Problem statement
Your answer should be only the lines below from the one with "and RAG chat" to the one with "-vvv for trace)", repeated exactly, ends included.

# # #

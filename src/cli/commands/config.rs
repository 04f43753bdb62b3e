//! Config command implementation.

use crate::cli::{ConfigAction, Output};
use crate::config::Settings;
use anyhow::Result;
use std::path::Path;

/// Run the config command.
///
/// `config_path` is the `--config` override, if one was given.
pub fn run_config(action: &ConfigAction, settings: Settings, config_path: Option<&Path>) -> Result<()> {
    let path = config_path
        .map(Path::to_path_buf)
        .unwrap_or_else(Settings::default_config_path);

    match action {
        ConfigAction::Show => {
            let toml_str = toml::to_string_pretty(&settings)
                .map_err(|e| anyhow::anyhow!("Failed to serialize config: {}", e))?;
            println!("{}", toml_str);
        }

        ConfigAction::Init => {
            if path.exists() {
                Output::warning(&format!("Config already exists at {}", path.display()));
            } else {
                Settings::default().save_to(&path)?;
                Output::success(&format!("Created default config at {}", path.display()));
            }
        }

        ConfigAction::Path => {
            println!("{}", path.display());
        }
    }

    Ok(())
}

#[cfg(test)]
mod tests {
    use super::*;

    #[test]
    fn test_init_writes_once() {
        let dir = tempfile::tempdir().unwrap();
        let path = dir.path().join("config.toml");

        run_config(&ConfigAction::Init, Settings::default(), Some(path.as_path())).unwrap();
        assert!(path.exists());

        std::fs::write(&path, "[rag]\nendpoint_version = \"v3\"\n").unwrap();
        run_config(&ConfigAction::Init, Settings::default(), Some(path.as_path())).unwrap();

        let loaded = Settings::load_from(Some(path.as_path())).unwrap();
        assert_eq!(loaded.rag.endpoint_version.as_deref(), Some("v3"));
    }
}
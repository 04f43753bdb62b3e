//! CLI module for catalog-ai.

pub mod commands;
mod output;

pub use output::{vector_preview, Output};

use clap::{Parser, Subcommand};

/// catalog-ai - catalog embeddings and RAG chat
///
/// Generate semantic-search embeddings for catalog items and ask questions
/// of the hosted RAG service.
#[derive(Parser, Debug)]
#[command(name = "catalog-ai")]
#[command(version, about, long_about = None)]
pub struct Cli {
    /// Increase verbosity (-v for info, -vv for debug, -vvv for trace)
    #[arg(short, long, action = clap::ArgAction::Count, global = true)]
    pub verbose: u8,

    /// Path to configuration file
    #[arg(short, long, global = true)]
    pub config: Option<String>,

    /// RAG service version (overrides rag.endpoint_version)
    #[arg(long, env = "RAG_ENDPOINT_VERSION", global = true)]
    pub rag_version: Option<String>,

    #[command(subcommand)]
    pub command: Commands,
}

#[derive(Subcommand, Debug)]
pub enum Commands {
    /// Generate an embedding for a piece of text
    Embed {
        /// Text to embed
        text: String,
    },

    /// Generate embeddings for catalog items read from a JSON file
    EmbedItems {
        /// JSON file containing an array of {id, name, description}
        file: String,

        /// Write results to this file instead of stdout
        #[arg(short, long)]
        output: Option<String>,
    },

    /// Ask a single question of the RAG service
    Ask {
        /// The question to ask
        question: String,
    },

    /// Start an interactive chat session
    Chat,

    /// Check configuration and report which features are available
    Doctor,

    /// Manage configuration
    Config {
        #[command(subcommand)]
        action: ConfigAction,
    },
}

#[derive(Subcommand, Debug)]
pub enum ConfigAction {
    /// Show current configuration
    Show,

    /// Write a default configuration file if none exists
    Init,

    /// Show configuration file path
    Path,
}

#[cfg(test)]
mod tests {
    use super::*;

    #[test]
    fn test_parse_embed_items() {
        let cli = Cli::try_parse_from(["catalog-ai", "embed-items", "items.json", "-o", "out.json"]).unwrap();
        match cli.command {
            Commands::EmbedItems { file, output } => {
                assert_eq!(file, "items.json");
                assert_eq!(output.as_deref(), Some("out.json"));
            }
            other => panic!("unexpected command: {:?}", other),
        }
    }

    #[test]
    fn test_parse_global_flags() {
        let cli = Cli::try_parse_from(["catalog-ai", "ask", "hello", "--rag-version", "v2", "-vv"]).unwrap();
        assert_eq!(cli.rag_version.as_deref(), Some("v2"));
        assert_eq!(cli.verbose, 2);
        assert!(matches!(cli.command, Commands::Ask { .. }));
    }

    #[test]
    fn test_cli_definition_is_valid() {
        use clap::CommandFactory;
        Cli::command().debug_assert();
    }
}
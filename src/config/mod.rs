//! Configuration module for catalog-ai.
//!
//! Handles loading and managing application settings.

mod settings;

pub use settings::{
    EmbeddingSettings, GeneralSettings, RagSettings, Settings, ENDPOINT_VERSION_ENV,
};
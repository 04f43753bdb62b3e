//! Catalog items and the embedding adapter that indexes them.

pub mod ai;

pub use ai::{CatalogAi, EmbeddingVector, EMBEDDING_DIMENSIONS};

use serde::{Deserialize, Serialize};

/// The fields of a catalog item that feed semantic search.
#[derive(Debug, Clone, PartialEq, Serialize, Deserialize)]
pub struct CatalogItem {
    /// Catalog item ID.
    pub id: i32,
    /// Display name.
    pub name: String,
    /// Free-text description.
    #[serde(default)]
    pub description: String,
}

impl CatalogItem {
    /// Create a new catalog item.
    pub fn new(id: i32, name: impl Into<String>, description: impl Into<String>) -> Self {
        Self {
            id,
            name: name.into(),
            description: description.into(),
        }
    }

    /// Text sent to the embedding provider for this item.
    pub fn embedding_text(&self) -> String {
        format!("{} {}", self.name, self.description)
    }
}

#[cfg(test)]
mod tests {
    use super::*;

    #[test]
    fn test_embedding_text() {
        let item = CatalogItem::new(1, "Trail Boots", "Waterproof leather hiking boots");
        assert_eq!(item.embedding_text(), "Trail Boots Waterproof leather hiking boots");
    }

    #[test]
    fn test_embedding_text_empty_description() {
        let item = CatalogItem::new(2, "Socks", "");
        assert_eq!(item.embedding_text(), "Socks ");
    }

    #[test]
    fn test_deserialize_without_description() {
        let item: CatalogItem = serde_json::from_str(r#"{"id": 3, "name": "Tent"}"#).unwrap();
        assert_eq!(item.description, "");
    }
}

# # #

Solution for this exercise
/// catalog-ai - catalog embeddings and RAG chat
///
/// Generate semantic-search embeddings for catalog items and ask questions
/// of the hosted RAG service.
#[derive(Parser, Debug)]
#[command(name = "catalog-ai")]
#[command(version, about, long_about = None)]
pub struct Cli {
    /// Increase verbosity (-v for info, -vv for debug, -vvv for trace)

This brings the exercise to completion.